Segundo viaje de novios de Santiago Rusiñol…..
Ha venido a Madrid y Aranjuez
para celebrar sus bodas de oro
con su compañera la paisajista doña Luisa Denis.
UN MARIDO VANGUARDISTA
Yo acompaño a D. Santiago Rusiñol por Madrid – en esta escapada estudiantil que ha hecho a la Corte al cabo de nueve años de vivir retirado en el Olympie Bar del Paseo de Gracia – porque me enseñó a quererle, hace ya mucho tiempo, un amigo inolvidable: el escultor Julio Antonio. Le acompaño; escucho sus palabras de jovial sabiduría; venero en silencio la plata alegre de sus canas y… le oculto cuando me permite mi devoción el sincero respeto que me inspira su obra y su vivir de artista. Le disimulo mi respeto, porque aprendí bien a quererle –comprendiéndole-, y sé que si se supiera rodeado de discípulos y no de camaradas, envejecería definitivamente. Tan cerca de él he vuelto a estar estos días, en Madrid y en Aranjuez, en el Retiro, y en los jardines -¡sus jardines!- del Real Sitio, y en todos los cafés de una y otra villa; tanto se ha escrito de él nuevamente, se le ha interviuvado tanto –desde que Cesar González-Ruano, el primero, trajo de Barcelona recientemente un avión repleto de cuadernos con notas para cien reportajes interesantes sobre Santiago Rusiñol-, que cuando he de fraguar el mío, le miro perplejo y apenas si sé lo que preguntarle. Por empezar de algún modo, le interrogo a la manera clásica:
-¡Cuál ha sido el objeto de su viaje, D. Santiago!...
Y aquí de mi sorpresa.
-¡Hombre! Esa es una pregunta que nadie me había hecho. Sin duda, porque todos suponen que he venido a Madrid a presenciar la exhumación de Vida y dulzura, y que he ido a Aranjuez a despedirme de sus jardines… Pues no es así: Luisa y yo hemos venido concretamente en segundo viaje de novios. ¡No ha observado usted que no me separo de ella!
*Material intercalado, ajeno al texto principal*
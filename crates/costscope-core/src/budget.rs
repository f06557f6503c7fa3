use serde::{Deserialize, Serialize};
use std::fmt;

use crate::config::ResourceConfig;
use crate::monte_carlo::MonteCarloResult;
use crate::types::{EstimationModelResult, ProjectSpec};

/// Delivery phase of the planned budget.
#[derive(Debug, Clone, Copy, PartialEq, Eq, Hash, Serialize, Deserialize)]
#[serde(rename_all = "snake_case")]
pub enum Phase {
    Planning,
    Design,
    Development,
    Testing,
    Deployment,
}

impl Phase {
    pub const ALL: [Phase; 5] = [
        Phase::Planning,
        Phase::Design,
        Phase::Development,
        Phase::Testing,
        Phase::Deployment,
    ];

    /// Share of the total budget, in percent.
    pub fn share_pct(&self) -> f64 {
        match self {
            Phase::Planning => 15.0,
            Phase::Design => 5.0,
            Phase::Development => 50.0,
            Phase::Testing => 20.0,
            Phase::Deployment => 10.0,
        }
    }
}

impl fmt::Display for Phase {
    fn fmt(&self, f: &mut fmt::Formatter<'_>) -> fmt::Result {
        match self {
            Phase::Planning => write!(f, "planning"),
            Phase::Design => write!(f, "design"),
            Phase::Development => write!(f, "development"),
            Phase::Testing => write!(f, "testing"),
            Phase::Deployment => write!(f, "deployment"),
        }
    }
}

#[derive(Debug, Clone, Copy, PartialEq, Serialize, Deserialize)]
pub struct PhaseBudget {
    pub phase: Phase,
    pub share_pct: f64,
    pub amount: f64,
}

pub fn phase_breakdown(total_cost: f64) -> Vec<PhaseBudget> {
    Phase::ALL
        .iter()
        .map(|&phase| PhaseBudget {
            phase,
            share_pct: phase.share_pct(),
            amount: total_cost * phase.share_pct() / 100.0,
        })
        .collect()
}

/// Planned (COCOMO) cost against the simulated forecast.
#[derive(Debug, Clone, Copy, PartialEq, Serialize, Deserialize)]
pub struct BudgetTracking {
    pub planned: f64,
    pub forecasted: f64,
    /// forecasted - planned; positive means an expected overrun
    pub variance: f64,
}

impl BudgetTracking {
    pub fn new(planned: f64, mc: &MonteCarloResult) -> Self {
        Self {
            planned,
            forecasted: mc.mean_cost,
            variance: mc.mean_cost - planned,
        }
    }

    pub fn variance_pct(&self) -> Option<f64> {
        (self.planned != 0.0).then(|| self.variance / self.planned * 100.0)
    }
}

/// Load of each role in percent of its capacity. Above 100 means overload.
#[derive(Debug, Clone, Copy, PartialEq, Serialize, Deserialize)]
pub struct ResourceUtilization {
    pub developers: f64,
    pub testers: f64,
}

fn load_pct(required: f64, available: u32) -> f64 {
    if available == 0 {
        0.0
    } else {
        100.0 * required / f64::from(available)
    }
}

impl ResourceUtilization {
    pub fn compute(
        spec: &ProjectSpec,
        estimate: &EstimationModelResult,
        config: &ResourceConfig,
    ) -> Self {
        let staffing = estimate.nominal_staffing();
        let share = config.developer_share;
        Self {
            developers: load_pct(staffing * share, spec.developer_count),
            testers: load_pct(staffing * (1.0 - share), spec.tester_count),
        }
    }
}

#[cfg(test)]
mod tests {
    use super::*;
    use crate::types::sample_spec;

    #[test]
    fn test_phase_shares_sum_to_total() {
        let phases = phase_breakdown(1_000_000.0);
        let total: f64 = phases.iter().map(|p| p.amount).sum();
        assert!((total - 1_000_000.0).abs() < 1e-6);
        assert_eq!(phases[2].phase, Phase::Development);
        assert!((phases[2].amount - 500_000.0).abs() < 1e-9);
    }

    #[test]
    fn test_budget_variance() {
        let mc = MonteCarloResult {
            iterations: 10,
            mean_cost: 110.0,
            std_dev: 1.0,
            p10_cost: 100.0,
            p90_cost: 120.0,
            min_cost: 95.0,
            max_cost: 125.0,
        };
        let b = BudgetTracking::new(100.0, &mc);
        assert_eq!(b.forecasted, 110.0);
        assert_eq!(b.variance, 10.0);
        assert!((b.variance_pct().unwrap() - 10.0).abs() < 1e-12);
        assert_eq!(BudgetTracking::new(0.0, &mc).variance_pct(), None);
    }

    #[test]
    fn test_resource_utilization() {
        let spec = sample_spec();
        let estimate = EstimationModelResult {
            effort_person_months: 160.0,
            duration_months: 16.0,
            total_cost: 0.0,
        };
        // 10 people needed: 7 dev, 3 test
        let u = ResourceUtilization::compute(&spec, &estimate, &ResourceConfig::default());
        assert!((u.developers - 87.5).abs() < 1e-9);
        assert!((u.testers - 100.0).abs() < 1e-9);
    }

    #[test]
    fn test_overload_is_not_clamped() {
        let mut spec = sample_spec();
        spec.developer_count = 1;
        let estimate = EstimationModelResult {
            effort_person_months: 200.0,
            duration_months: 10.0,
            total_cost: 0.0,
        };
        let u = ResourceUtilization::compute(&spec, &estimate, &ResourceConfig::default());
        assert!(u.developers > 100.0);
    }
}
Los ojos grises –bondad, inteligencia- de doña Luisa Denis –pequeñita, discreta; más orgullosamente diminuta, junto al buen mozo de su marido- brillan satisfechos de la larga conquista.
-Es decir… Que están ustedes en plena luna de miel…
-¡Plenilunio del Himeto!..., como habría dicho, para burlarse un poco de nosotros, el viejo Peyas. (Pompeyo Gener, compañero inseparable en riesgos y venturas de Santiago Rusiñol, como lo fueron desde la mocedad Ramón Casas. Joaquín Mir, Ignacio Iglesias…) Hemos hecho esteviajecito a la Corte, como todos los recién casados de provincias, para festejar nuestras bodas… de oro.
-¡Cómo! Pero si sólo tenía usted veinticinco años cuando se casó…
-Sí. ¡y qué!...
-¡No tiene usted ahora sesenta y ocho!...
-Según la partida de bautismo, los tengo.
-Luego… Le faltan siete para las bodas de oro. (Aritmética elemental)
-Y eso que tiene que ver! ¡No sabe usted que soy un marido vanguardista! ¡Por qué he de esperar tantos años para celebrar una alegría! Me adelanto al porvenir, y la celebro ahora… Además, que cuando llevemos medio siglo de casados, mi Ford de ahora está nuevecito no nos servirá para el viaje.
EL OTOÑO, LA PRIMAVERA Y LAS GAFAS
Estamos en Aranjuez, los recién casados; el coronel del Regimiento de Caballería de María Cristina –a quien D. Santiago llamará siempre el capitán, galante y justiciero para su buen ver- , Enrique –un manchego listo y redicho, que fue muchos años el escudero del pintor en sus andanzas por los jardines reales-; Gorrán el dibujante –a quien D. Santiago tutea, estima y alienta en su carrera-; Monolo Font-devila –que ejerce en Madrid el consulado cordial de todos los artistas bohemios de la capitalidad catalana- y yo. Estamos en un café, naturalmente. El Café de la Unión –que no es “adonde iban Curro Cúchares, y El Tato y Juan León”- sino el que D. Santiago frecuentó siempre, durante más de cuatro lustros, en primavera y en otoño. Pantalones de pana, bufandas, gorras encasquetadas hasta las orejas, jazz-band infernal de vajillas de cine –la madera, las tacadas, tremendas de billar pueblerino-; en la gramola de bar, peteneras y fandanguillos… -Cante flamenco, D. Santiago...
-¡Nada de cante flamenco! Cante j’hondo. ¡Ese es único cante!